*** DATA Section Begins ***

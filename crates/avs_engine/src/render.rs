use avs_core::{AvsDocument, DrawOp, PAGE_HEIGHT, PAGE_WIDTH};
use avs_logging::avs_debug;
use encoding_rs::WINDOWS_1252;
use lopdf::content::{Content, Operation};
use lopdf::{dictionary, Document, Object, Stream};
use thiserror::Error;

const REGULAR_FONT: &str = "F1";
const BOLD_FONT: &str = "F2";
const STROKE_WIDTH: f32 = 0.8;

#[derive(Debug, Error)]
pub enum RenderError {
    #[error("pdf error: {0}")]
    Pdf(#[from] lopdf::Error),
}

/// Consumer of finished documents.
pub trait DocumentRenderer {
    fn render(&self, document: &AvsDocument) -> Result<Vec<u8>, RenderError>;
}

/// Single-page A4 output with the base-14 Helvetica fonts.
#[derive(Debug, Default, Clone, Copy)]
pub struct PdfRenderer;

impl DocumentRenderer for PdfRenderer {
    fn render(&self, document: &AvsDocument) -> Result<Vec<u8>, RenderError> {
        let mut doc = Document::with_version("1.5");
        let pages_id = doc.new_object_id();

        let regular_id = doc.add_object(font("Helvetica"));
        let bold_id = doc.add_object(font("Helvetica-Bold"));
        let resources_id = doc.add_object(dictionary! {
            "Font" => dictionary! {
                REGULAR_FONT => regular_id,
                BOLD_FONT => bold_id,
            },
        });

        let content = Content {
            operations: operations(document),
        };
        let content_id = doc.add_object(Stream::new(dictionary! {}, content.encode()?));
        let page_id = doc.add_object(dictionary! {
            "Type" => "Page",
            "Parent" => pages_id,
            "Contents" => content_id,
        });

        let pages = dictionary! {
            "Type" => "Pages",
            "Kids" => vec![page_id.into()],
            "Count" => 1,
            "Resources" => resources_id,
            "MediaBox" => vec![0.into(), 0.into(), PAGE_WIDTH.into(), PAGE_HEIGHT.into()],
        };
        doc.objects.insert(pages_id, Object::Dictionary(pages));

        let catalog_id = doc.add_object(dictionary! {
            "Type" => "Catalog",
            "Pages" => pages_id,
        });
        doc.trailer.set("Root", catalog_id);
        doc.compress();

        let mut bytes = Vec::new();
        doc.save_to(&mut bytes).map_err(lopdf::Error::from)?;
        avs_debug!(
            "Rendered document sequence={} ({} bytes)",
            document.sequence,
            bytes.len()
        );
        Ok(bytes)
    }
}

fn font(base: &str) -> lopdf::Dictionary {
    dictionary! {
        "Type" => "Font",
        "Subtype" => "Type1",
        "BaseFont" => base,
        "Encoding" => "WinAnsiEncoding",
    }
}

fn operations(document: &AvsDocument) -> Vec<Operation> {
    let mut ops = vec![Operation::new("w", vec![STROKE_WIDTH.into()])];
    for op in document.instructions() {
        match op {
            DrawOp::Text {
                x,
                y,
                size,
                bold,
                text,
            } => {
                let font = if *bold { BOLD_FONT } else { REGULAR_FONT };
                ops.push(Operation::new("BT", vec![]));
                ops.push(Operation::new("Tf", vec![font.into(), (*size).into()]));
                ops.push(Operation::new("Td", vec![(*x).into(), (*y).into()]));
                ops.push(Operation::new(
                    "Tj",
                    vec![Object::string_literal(win_ansi(text))],
                ));
                ops.push(Operation::new("ET", vec![]));
            }
            DrawOp::Rect {
                x,
                y,
                width,
                height,
            } => {
                ops.push(rect(*x, *y, *width, *height));
                ops.push(Operation::new("S", vec![]));
            }
            DrawOp::Line { x1, y1, x2, y2 } => {
                ops.extend(line(*x1, *y1, *x2, *y2));
            }
            DrawOp::CheckBox {
                x,
                y,
                size,
                checked,
            } => {
                ops.push(rect(*x, *y, *size, *size));
                ops.push(Operation::new("S", vec![]));
                if *checked {
                    ops.extend(line(*x, *y, x + size, y + size));
                    ops.extend(line(*x, y + size, x + size, *y));
                }
            }
        }
    }
    ops
}

fn rect(x: f32, y: f32, width: f32, height: f32) -> Operation {
    Operation::new(
        "re",
        vec![x.into(), y.into(), width.into(), height.into()],
    )
}

fn line(x1: f32, y1: f32, x2: f32, y2: f32) -> [Operation; 3] {
    [
        Operation::new("m", vec![x1.into(), y1.into()]),
        Operation::new("l", vec![x2.into(), y2.into()]),
        Operation::new("S", vec![]),
    ]
}

// The standard fonts use WinAnsiEncoding; characters outside it are replaced.
fn win_ansi(text: &str) -> Vec<u8> {
    let (bytes, _, _) = WINDOWS_1252.encode(text);
    bytes.into_owned()
}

*** DATA Section Ends ***

- WHAT IS EXPECTED
From the records above, transcribe without alteration every line from the one with "const STROKE_WIDTH: f32 = 0.8;" to the one with "let page_id = doc.add_object(dictionary!", inclusive.

- OUTPUT OF THE EXERCISE
const STROKE_WIDTH: f32 = 0.8;

#[derive(Debug, Error)]
pub enum RenderError {
    #[error("pdf error: {0}")]
    Pdf(#[from] lopdf::Error),
}

/// Consumer of finished documents.
pub trait DocumentRenderer {
    fn render(&self, document: &AvsDocument) -> Result<Vec<u8>, RenderError>;
}

/// Single-page A4 output with the base-14 Helvetica fonts.
#[derive(Debug, Default, Clone, Copy)]
pub struct PdfRenderer;

impl DocumentRenderer for PdfRenderer {
    fn render(&self, document: &AvsDocument) -> Result<Vec<u8>, RenderError> {
        let mut doc = Document::with_version("1.5");
        let pages_id = doc.new_object_id();

        let regular_id = doc.add_object(font("Helvetica"));
        let bold_id = doc.add_object(font("Helvetica-Bold"));
        let resources_id = doc.add_object(dictionary! {
            "Font" => dictionary! {
                REGULAR_FONT => regular_id,
                BOLD_FONT => bold_id,
            },
        });

        let content = Content {
            operations: operations(document),
        };
        let content_id = doc.add_object(Stream::new(dictionary! {}, content.encode()?));
        let page_id = doc.add_object(dictionary! {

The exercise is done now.